Ientras la Comisión de Expertos debatía sobre el establecimiento de una Corte Constitucional, el Tribunal Constitucional protagonizaba una polémica al rechazar el requerimiento contra los indultos. Los que creemos en la justicia constitucional cerrábamos los ojos y apretábamos los dientes. Como era de esperar, el Gobierno presionó a sus ministros en el TC, mientras la oposición hacía lo propio con los suyos. Y ocurrió lo que tenía que ocurrir. “Conozco a mis colegas, sé cómo votan y sé de dónde vienen, de qué partido y a quién responden”, lamentó el ministro Ignacio Vázquez. Eso se llama honestidad. Desde hace demasiado tiempo, los que acuden al Tribunal Constitucional cuentan los votos. Tal y cual ministros están con el Gobierno; tal y cual otro con la oposición. Todos los saben. Todos hacen el teatro de presentar sus argumentos y pretender que lo que allí ocurre es deliberación y no un simple ejercicio de suma y resta. Y todos celebran o se escandalizan cuando el TC resuelve. Eso se llama hipocresía.
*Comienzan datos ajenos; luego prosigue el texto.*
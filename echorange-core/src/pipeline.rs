//! Pipeline wiring
//!
//! The pipeline owns the two bounded queues and the trigger signal. It is
//! split exactly once into role handles: each handle is the only way to
//! reach its end of a queue, and none of them is `Clone`, so every queue
//! has one producer and one consumer by construction.
//!
//! ```text
//! EchoCapture ──durations──▶ DistanceConverter ──distances──▶ DisplayCoordinator
//! TriggerScheduler ─────────────trigger──────────────────────▶ DisplayCoordinator
//! ```
//!
//! All producer operations are non-blocking and drop on full. Consumers
//! expose the awaitable receive; the owning task bounds it with a timeout.

use embassy_sync::blocking_mutex::raw::RawMutex;
use embassy_sync::channel::{Channel, Receiver, Sender, TrySendError};
use embassy_sync::signal::Signal;

use crate::measurement::{DistanceSample, PulseDuration};

/// Capacity of the echo → converter queue
pub const DURATION_CAPACITY: usize = 32;

/// Capacity of the converter → display queue
pub const DISTANCE_CAPACITY: usize = 32;

/// An item rejected by a full queue
#[derive(Debug, Clone, Copy, PartialEq)]
#[cfg_attr(feature = "defmt", derive(defmt::Format))]
pub struct Dropped<T>(pub T);

/// Queues and signal connecting the four pipeline units
pub struct Pipeline<M: RawMutex, const D: usize = DURATION_CAPACITY, const S: usize = DISTANCE_CAPACITY>
{
    durations: Channel<M, PulseDuration, D>,
    distances: Channel<M, DistanceSample, S>,
    trigger: Signal<M, ()>,
}

impl<M: RawMutex, const D: usize, const S: usize> Default for Pipeline<M, D, S> {
    fn default() -> Self {
        Self::new()
    }
}

impl<M: RawMutex, const D: usize, const S: usize> Pipeline<M, D, S> {
    /// Create an empty pipeline
    pub const fn new() -> Self {
        Self {
            durations: Channel::new(),
            distances: Channel::new(),
            trigger: Signal::new(),
        }
    }

    /// Hand out the role handles
    ///
    /// Takes `&mut self` so the handles cannot be obtained twice while a
    /// previous set is alive.
    pub fn split(&mut self) -> Ports<'_, M, D, S> {
        let this = &*self;
        Ports {
            echo: Producer::new(this.durations.sender()),
            trigger: TriggerSender {
                signal: &this.trigger,
            },
            converter_in: Consumer::new(this.durations.receiver()),
            converter_out: Producer::new(this.distances.sender()),
            display_trigger: TriggerReceiver {
                signal: &this.trigger,
            },
            display_in: Consumer::new(this.distances.receiver()),
        }
    }
}

/// Role handles produced by [`Pipeline::split`]
pub struct Ports<'a, M: RawMutex, const D: usize, const S: usize> {
    /// Echo capture end of the duration queue
    pub echo: DurationProducer<'a, M, D>,
    /// Trigger scheduler end of the trigger signal
    pub trigger: TriggerSender<'a, M>,
    /// Converter end of the duration queue
    pub converter_in: DurationConsumer<'a, M, D>,
    /// Converter end of the distance queue
    pub converter_out: DistanceProducer<'a, M, S>,
    /// Display end of the trigger signal
    pub display_trigger: TriggerReceiver<'a, M>,
    /// Display end of the distance queue
    pub display_in: DistanceConsumer<'a, M, S>,
}

/// Sending end of a bounded queue with drop-on-full semantics
pub struct Producer<'a, M: RawMutex, T, const N: usize> {
    tx: Sender<'a, M, T, N>,
}

impl<'a, M: RawMutex, T, const N: usize> Producer<'a, M, T, N> {
    fn new(tx: Sender<'a, M, T, N>) -> Self {
        Self { tx }
    }

    /// Enqueue without waiting
    ///
    /// Safe to call from interrupt context. A full queue hands the item
    /// back instead of blocking.
    pub fn offer(&self, item: T) -> Result<(), Dropped<T>> {
        self.tx.try_send(item).map_err(|e| match e {
            TrySendError::Full(item) => Dropped(item),
        })
    }
}

/// Receiving end of a bounded queue
pub struct Consumer<'a, M: RawMutex, T, const N: usize> {
    rx: Receiver<'a, M, T, N>,
}

impl<'a, M: RawMutex, T, const N: usize> Consumer<'a, M, T, N> {
    fn new(rx: Receiver<'a, M, T, N>) -> Self {
        Self { rx }
    }

    /// Wait for the next item
    ///
    /// Unbounded on its own; callers wrap it in a timeout.
    pub async fn receive(&self) -> T {
        self.rx.receive().await
    }

    /// Take the next item if one is queued
    #[cfg(test)]
    pub fn try_receive(&self) -> Option<T> {
        self.rx.try_receive().ok()
    }

    /// Number of items waiting
    #[cfg(test)]
    pub fn len(&self) -> usize {
        self.rx.len()
    }

    /// Check if nothing is waiting
    #[cfg(test)]
    pub fn is_empty(&self) -> bool {
        self.rx.is_empty()
    }
}

pub type DurationProducer<'a, M, const N: usize> = Producer<'a, M, PulseDuration, N>;
pub type DurationConsumer<'a, M, const N: usize> = Consumer<'a, M, PulseDuration, N>;
pub type DistanceProducer<'a, M, const N: usize> = Producer<'a, M, DistanceSample, N>;
pub type DistanceConsumer<'a, M, const N: usize> = Consumer<'a, M, DistanceSample, N>;

/// Producer side of the single-slot trigger signal
pub struct TriggerSender<'a, M: RawMutex> {
    signal: &'a Signal<M, ()>,
}

impl<'a, M: RawMutex> TriggerSender<'a, M> {
    /// Announce that a measurement cycle started
    ///
    /// Returns `false` when the previous token is still pending; the
    /// release then coalesces into it.
    pub fn release(&self) -> bool {
        if self.signal.signaled() {
            return false;
        }
        self.signal.signal(());
        true
    }
}

/// Consumer side of the single-slot trigger signal
pub struct TriggerReceiver<'a, M: RawMutex> {
    signal: &'a Signal<M, ()>,
}

impl<'a, M: RawMutex> TriggerReceiver<'a, M> {
    /// Wait for the next cycle token and consume it
    pub async fn wait(&self) {
        self.signal.wait().await
    }

    /// Consume a pending token without waiting
    #[cfg(test)]
    pub fn try_take(&self) -> bool {
        self.signal.try_take().is_some()
    }
}
//! Scan geometry: stage position plans and the frequency list.

pub mod plan;

pub use plan::{FrequencyList, ScanGrid, ScanPlan, ScanPoint};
Lamentablemente, algunos creen que se trata de una obviedad, un hecho de la causa, como cuando la ministra Brahm dijo con la mayor soltura que sí, que naturalmente el TC era la Tercera Cámara, descartando la crítica de Atria como la de un ingenuo que no entiende cómo funciona el mundo.
Pero, bien visto, también el argumento de Atria descansa en la tesis de que es imposible que el TC falle en derecho, que la imparcialidad es una quimera, que lo único que existe es el poder. Bajo este predicamento, es lógico que quiera eliminarlo. Esto se llama cinismo.
Entre la escasez de honestos, el teatro de los hipócritas y el descaro de los cínicos, se hace difícil la defensa del Tribunal Constitucional para quienes creemos que el órgano es indispensable para el buen funcionamiento de la democracia. Por supuesto, la discusión en la Comisión se centrará en los aspectos técnicos, como la integración de la Corte Constitucional, los efectos de la acción de inaplicabilidad o la extensión del control preventivo.

Todo eso está muy bien, pero lo que está al fondo de esa discusión, de cara a la opinión pública, es cómo configurar una Corte Constitucional que arbitre las tensiones políticas sin convertirse, ella misma, en otra repartición del poder y nada más. El ideal sería contar con un Tribunal Constitucional honesto, que resuelva conforme al derecho y no ceda a las presiones políticas. Pero sabemos que el cínico no cree en los ideales. Por eso, los expertos harán bien si diseñan el órgano para una república de cínicos.

Parafraseando a Kant, la pregunta es si un buen diseño institucional puede hacer que incluso una Corte Constitucional integrada por demonios decida de manera angelical, o si es imprescindible que el Tribunal tenga una fe honesta en su misión institucional. En el intertanto, el Tribunal Constitucional podría, al menos, practicar la hipocresía: es el tributo mínimo que los cínicos deben pagar a los honestos.

“El ideal sería contar con un Tribunal Constitucional honesto, que resuelva conforme al derecho y no ceda alas presiones políticas. Pero sabemos que el cínico no cree en los ideales”.